Saturday, March 28, 2020


This morning my husband placed a renewal order for prescribed medications through the telephone service of the pharmacy we've used for decades. And in the early afternoon he drove over to pick up the prescription drugs. At the entry of the store two young men acting as attendants informed people entering that no one is permitted to enter with bags. Each person was asked what department of the store, a large supermarket which also houses our pharmacy, they were headed for.


My husband responded that the pharmacy was his destination and he was channeled through. Others were asked to wait until supermarket shoppers exited, because the supermarket was thronged with shoppers. At the pharmacy a plexiglass shield had been installed at each of the counters. And to ensure that clients didn't approach too closely, another type of shield to waist level made certain a separation gap was maintained. All the while a deep cleaning process of all surfaces was being conducted.


At the counter where the assembled prescription is usually handed over in a stapled-shut bag by a pharmacy worker who normally is always on duty, the client is asked to wait on brief standby until the bag is put in place for on the counter, the worker withdraws, and the client is free then to tale possession of the order. We pay nothing because we are seniors and the medications are on the Ontario drug formulary, free to seniors. On the approach to departing the store, an attendant asks if the intention is to enter the supermarket itself; if not, as in my husband's case, the person is ushered out.


On his drive over to the pharmacy along major streets, what was unusual was the infrequency of road traffic; few vehicles driving about. On the other hand, the sidewalks were unusually full of people strolling about; singles, couples, families. As in the supermarket itself, a surprising number of people out and about.


On his return home, my husband washed the light rubber gloves he had worn, hung them to dry, washed his bare hands, opened the bag, put aside the medications, washed his hands again. I am a nag. Soon afterward we exited the house together with Jackie and Jillie into a grey day, heavily overcast, windy, and slightly cooler than yesterday which had been a sunny, beautiful day of 8C.


The milder weather means that our pups can now shed their winter coats and wear woolly sweaters instead, and no boots. We hoped the thick ice layers smothering the trails in the forest would still be as they were yesterday, completely denaturized, almost mushy, and they were. So we set off for our course for the afternoon through the ravine with foot-safe confidence.

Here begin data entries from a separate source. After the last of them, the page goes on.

// ============================================================================
// Single path
// ============================================================================

pub fn single(ctx: &Context<'_>, req: &SubdocRequest) -> HandlerResult {
    let cache = ctx.cache(Access::Owner)?;
    loop {
        let root = || req.op.root_type(&req.path);
        let mut working = match load(ctx, cache, req.doc_flags, root, req.is_xattr(), req.op.is_mutator())? {
            Loaded::Ready(working) => working,
            Loaded::Missing => return Err(Failure::new(ErrorCode::KeyEnoent)),
        };

        let mkdir_p = req.path_flags & PATHFLAG_MKDIR_P != 0 || working.create;
        let result = working.apply(req.op, &req.path, &req.value, req.path_flags, mkdir_p)?;
        let matched = if req.op.returns_match() {
            Bytes::from(result.match_bytes())
        } else {
            Bytes::new()
        };

        if req.op.is_lookup() {
            let cas = working.base.visible_cas(cache.now());
            let response = ctx.response().with_cas(cas).with_value(matched);
            let response = if response.value.is_empty() {
                response
            } else {
                response.with_datatype(datatype::JSON)
            };
            return Ok(Reply::One(response));
        }

        let created = working.create;
        let cas = effective_cas(ctx, &working);
        match working.commit(ctx, cache, req.expiry, cas) {
            Ok(mutation) => {
                let response = ctx.mutation_response(&mutation).with_value(matched);
                return Ok(Reply::One(response));
            }
            // someone created the document first, start over against it
            Err(ErrorCode::KeyEexists) if created => continue,
            Err(code) => return Err(code.into()),
        }
    }
}

// ============================================================================
// Multi path
// ============================================================================

pub fn multi(ctx: &Context<'_>, req: &MultiRequest) -> HandlerResult {
    if req.mutation {
        multi_mutation(ctx, req)
    } else {
        multi_lookup(ctx, req)
    }
}

fn multi_lookup(ctx: &Context<'_>, req: &MultiRequest) -> HandlerResult {
    let cache = ctx.cache(Access::Owner)?;
    let mut working = match load(ctx, cache, 0, || None, false, false)? {
        Loaded::Ready(working) => working,
        Loaded::Missing => return Err(Failure::new(ErrorCode::KeyEnoent)),
    };

    let mut body = BytesMut::new();
    let mut failed = false;
    for spec in &req.specs {
        let (status, value) = match spec.operation() {
            None => (ErrorCode::UnknownCommand, Vec::new()),
            Some(op) if !op.is_lookup() => return Err(Failure::new(ErrorCode::SubdocInvalidCombo)),
            Some(op) => {
                if let Err(failure) = validate_flags(op, spec.flags) {
                    return Err(failure);
                }
                match working.apply(op, &spec.path, &[], spec.flags, false) {
                    Ok(result) if op.returns_match() => (ErrorCode::Success, result.match_bytes()),
                    Ok(_) => (ErrorCode::Success, Vec::new()),
                    Err(SubdocError::DocNotJson) => return Err(SubdocError::DocNotJson.into()),
                    Err(err) => (err.code(), Vec::new()),
                }
            }
        };
        failed |= !status.is_success();
        body.put_u16(status.code());
        body.put_u32(value.len() as u32);
        body.put_slice(&value);
    }

    let status = if failed {
        ErrorCode::SubdocMultiPathFailure
    } else {
        ErrorCode::Success
    };
    let cas = working.base.visible_cas(cache.now());
    Ok(Reply::One(
        ctx.response().with_status(status).with_cas(cas).with_value(body.freeze()),
    ))
}

fn multi_mutation(ctx: &Context<'_>, req: &MultiRequest) -> HandlerResult {
    let cache = ctx.cache(Access::Owner)?;
    loop {
        // later specs may address the body, so it always gets the root
        let mut working = match load(ctx, cache, req.doc_flags, || req.root_type(), false, true)? {
            Loaded::Ready(working) => working,
            Loaded::Missing => return Err(Failure::new(ErrorCode::KeyEnoent)),
        };

        let mut results = BytesMut::new();
        for (index, spec) in req.specs.iter().enumerate() {
            let op = match spec.operation() {
                Some(op) if op.is_lookup() => return Ok(spec_failure(ctx, index, ErrorCode::SubdocInvalidCombo)),
                Some(op) => op,
                None => return Ok(spec_failure(ctx, index, ErrorCode::UnknownCommand)),
            };
            if let Err(failure) = validate_flags(op, spec.flags) {
                return Ok(spec_failure(ctx, index, failure.code));
            }
            let mkdir_p = spec.flags & PATHFLAG_MKDIR_P != 0 || req.doc_flags & DOCFLAG_CREATEMASK != 0;
            match working.apply(op, &spec.path, &spec.value, spec.flags, mkdir_p) {
                Ok(result) if op.returns_match() => {
                    let value = result.match_bytes();
                    results.put_u8(index as u8);
                    results.put_u16(ErrorCode::Success.code());
                    results.put_u32(value.len() as u32);
                    results.put_slice(&value);
                }
                Ok(_) => {}
                Err(err) => return Ok(spec_failure(ctx, index, err.code())),
            }
        }

        let created = working.create;
        let cas = effective_cas(ctx, &working);
        match working.commit(ctx, cache, req.expiry, cas) {
            Ok(mutation) => {
                return Ok(Reply::One(
                    ctx.mutation_response(&mutation).with_value(results.freeze()),
                ))
            }
            Err(ErrorCode::KeyEexists) if created => continue,
            Err(code) => return Err(code.into()),
        }
    }
}

/// Batch aborted at `index`. Invalid combinations surface as the top-level
/// status; everything else is wrapped in a multi-path failure.
fn spec_failure(ctx: &Context<'_>, index: usize, code: ErrorCode) -> Reply {
    let status = if code == ErrorCode::SubdocInvalidCombo {
        code
    } else {
        ErrorCode::SubdocMultiPathFailure
    };
    let mut body = BytesMut::with_capacity(3);
    body.put_u8(index as u8);
    body.put_u16(code.code());
    Reply::One(ctx.response().with_status(status).with_value(body.freeze()))
}
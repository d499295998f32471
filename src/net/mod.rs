//! Networking layer.
//!
//! - [`tcp`] - TCP listener abstraction shared by every server
//! - [`listeners`] - Control channel listener

pub mod listeners;
pub mod tcp;

pub use listeners::{ControlListener, ControlListenerConfig};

We did find that there were a number of people out on the trails that we would come across on a few occasions. It's always easy to tell people for whom hiking through the trails is a new experience, one they've never thought of before, but have turned to as a different experience to relieve boredom. They seem uncertain, a bit lost, rarely know where they are and what direction they're facing. In fact, just the way we feel when we embark on a detested stroll through neighbourhood streets that interlace, on the rare occasion we're shut out of the ravine.


While we were out it became evident soon enough that the sun was trying very hard to emerge from behind lowering banks of grey cloud. It's positioned so much higher in the sky now as it describes its arc from morning to afternoon to evening, than it was two months ago. Giving us in the process longer days so we can enjoy more light and less dismal darkness.


Although, to be sure, nature has provided us with a variant on that kind of 'dismal darkness', introducing us to the fearful presence of a hitherto-unknown coronavirus threatening the health and longevity wherever it strikes, that has succeeded in shutting down most human enterprise the world over.